J'ai tenu à être parmi vous, ce matin, pour vous exposer les grandes lignes de la politique que je souhaite mener en ce domaine. J'ai voulu être présent pour vous faire partager toute l'ambition que j'ai pour ces questions. Chacun doit comprendre que nous sommes à un moment charnière dans la gestion du sport de haut niveau français. Lors de la dernière Commission Nationale du Sport de Haut Niveau, je me suis permis de citer Napoléon : « Se faire battre est excusable, se faire surprendre est impardonnable ! ». Cette formule pleine de vérité, du plus grand de nos stratèges, doit guider l'action que nous avons à mener ensemble.

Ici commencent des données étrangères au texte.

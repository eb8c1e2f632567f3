use std::fs::{self, File};
use std::io::{self, BufRead, BufReader, Write};
use std::path::Path;

use tempfile::NamedTempFile;

/// Streaming line reader over a text file.
///
/// Yields one line at a time so a corpus never has to be resident in memory.
/// Bytes that are not valid UTF-8 are decoded lossily, trailing `\n` / `\r\n`
/// are stripped.
pub(crate) struct LineReader {
	reader: BufReader<File>,
	buffer: Vec<u8>,
}

impl Iterator for LineReader {
	type Item = io::Result<String>;

	fn next(&mut self) -> Option<Self::Item> {
		self.buffer.clear();
		match self.reader.read_until(b'\n', &mut self.buffer) {
			Ok(0) => None,
			Ok(_) => {
				if self.buffer.last() == Some(&b'\n') {
					self.buffer.pop();
					if self.buffer.last() == Some(&b'\r') {
						self.buffer.pop();
					}
				}
				Some(Ok(String::from_utf8_lossy(&self.buffer).into_owned()))
			}
			Err(e) => Some(Err(e)),
		}
	}
}

/// Opens a text file for line-by-line reading.
///
/// The open happens eagerly, so a missing file or a path that is not a
/// regular file (a directory, for instance) is reported here rather than on
/// the first call to `next`.
pub(crate) fn read_lines<P: AsRef<Path>>(filename: P) -> io::Result<LineReader> {
	let file = File::open(filename)?;
	if !file.metadata()?.is_file() {
		return Err(io::Error::new(io::ErrorKind::InvalidInput, "not a regular file"));
	}
	Ok(LineReader { reader: BufReader::new(file), buffer: Vec::new() })
}

/// Reads a text file and returns all its lines as a `Vec<String>`.
///
/// Used when the whole corpus is split across workers.
pub(crate) fn read_file<P: AsRef<Path>>(filename: P) -> io::Result<Vec<String>> {
	read_lines(filename)?.collect()
}

/// Writes `bytes` to `path` atomically.
///
/// The data goes to a temporary file in the destination directory which is
/// then renamed over `path`, so readers never observe a half-written model.
pub(crate) fn write_atomic<P: AsRef<Path>>(path: P, bytes: &[u8]) -> io::Result<()> {
	let path = path.as_ref();
	let parent = match path.parent() {
		Some(p) if !p.as_os_str().is_empty() => p,
		_ => Path::new("."),
	};
	fs::create_dir_all(parent)?;

	let mut temp_file = NamedTempFile::new_in(parent)?;
	temp_file.write_all(bytes)?;
	temp_file.flush()?;
	temp_file.persist(path).map_err(|e| e.error)?;
	Ok(())
}

#[cfg(test)]
mod tests {
	use super::*;

	#[test]
	fn strips_line_endings_and_decodes_lossily() {
		let dir = tempfile::tempdir().unwrap();
		let path = dir.path().join("corpus.txt");
		fs::write(&path, b"first line\r\nsecond\xffline\n\nlast").unwrap();

		let lines = read_file(&path).unwrap();
		assert_eq!(lines, vec!["first line", "second\u{fffd}line", "", "last"]);
	}

	#[test]
	fn missing_file_fails_on_open() {
		let dir = tempfile::tempdir().unwrap();
		assert!(read_lines(dir.path().join("nope.txt")).is_err());
	}

	#[test]
	fn directory_fails_on_open() {
		let dir = tempfile::tempdir().unwrap();
		let err = read_lines(dir.path()).err().unwrap();
		assert_eq!(err.kind(), io::ErrorKind::InvalidInput);
	}

	#[test]
	fn atomic_write_creates_parent_and_replaces() {
		let dir = tempfile::tempdir().unwrap();
		let path = dir.path().join("nested").join("model.bin");

		write_atomic(&path, b"one").unwrap();
		write_atomic(&path, b"two").unwrap();
		assert_eq!(fs::read(&path).unwrap(), b"two");
	}
}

Certes, la situation est loin d'être catastrophique. La France reste dans le peloton de tête des nations mondiales. Mais, insensiblement, son rang décline. Nous étions 5e à Atlanta, 6e à Sydney et 7e à Athènes. Nous ne pouvons pas rester inertes. Nous devons regarder autour de nous et prendre en compte la concurrence féroce qui existe sur la scène sportive internationale pour définir ce qui doit nous permettre de réintégrer, à terme, le club des cinq premières nations sportives. Et pour commencer, ne nous laissons pas laisser enfermer par l'existant : ce n'est pas parce qu'un système est bon, et parfois même envié à l'étranger, qu'il ne peut pas être très largement amélioré !
Pour moi, le sport de haut niveau est caractérisé par la recherche constante de l'excellence. Une excellence qui s'applique bien sûr au sportif lui-même, mais aussi à son environnement : les hommes, les structures, les moyens et... la politique sportive. Je vais donc présenter, en quelques points, les enjeux de ce renouvellement de la filière d'accès au haut niveau. Et plus que d'un renouvellement ou d'une réécriture, je préférerais que l'on parle sans tabous et avec beaucoup d'ambitions d'une refondation de la filière du sport de haut niveau.
Il me semble nécessaire, auparavant, de dresser le bilan de cette filière créée - je le rappelle - en 1985. Nous pouvons en retenir des enseignements très utiles à nos réflexions.
Ce bilan, quel est-il ? Après dix années de fonctionnement, en 1995, une première évaluation nationale du dispositif a été réalisée. L'objectif annoncé était une vaste rénovation de l'ensemble du dispositif existant. Quatre grandes recommandations avaient alors été dégagées :
. Les filières devaient présenter une stratégie fédérale globale pour chaque discipline, tenant compte, au premier chef, des besoins du sportif ;
. Les filières de haut niveau devaient être mises en place par discipline sportive et devaient comprendre un ensemble de moyens humains, financiers, matériels et de structures mis à disposition des sportifs de haut niveau et des sportifs espoirs ;
. Les pôles des filières devaient être des « centres ressources » organisés en un réseau ouvert à l'ensemble des sportifs concernés et non plus aux seuls athlètes hébergés dans un centre ;
. La création de « pôles interdisciplinaires » devait constituer l'épine dorsale du sport de haut niveau en France.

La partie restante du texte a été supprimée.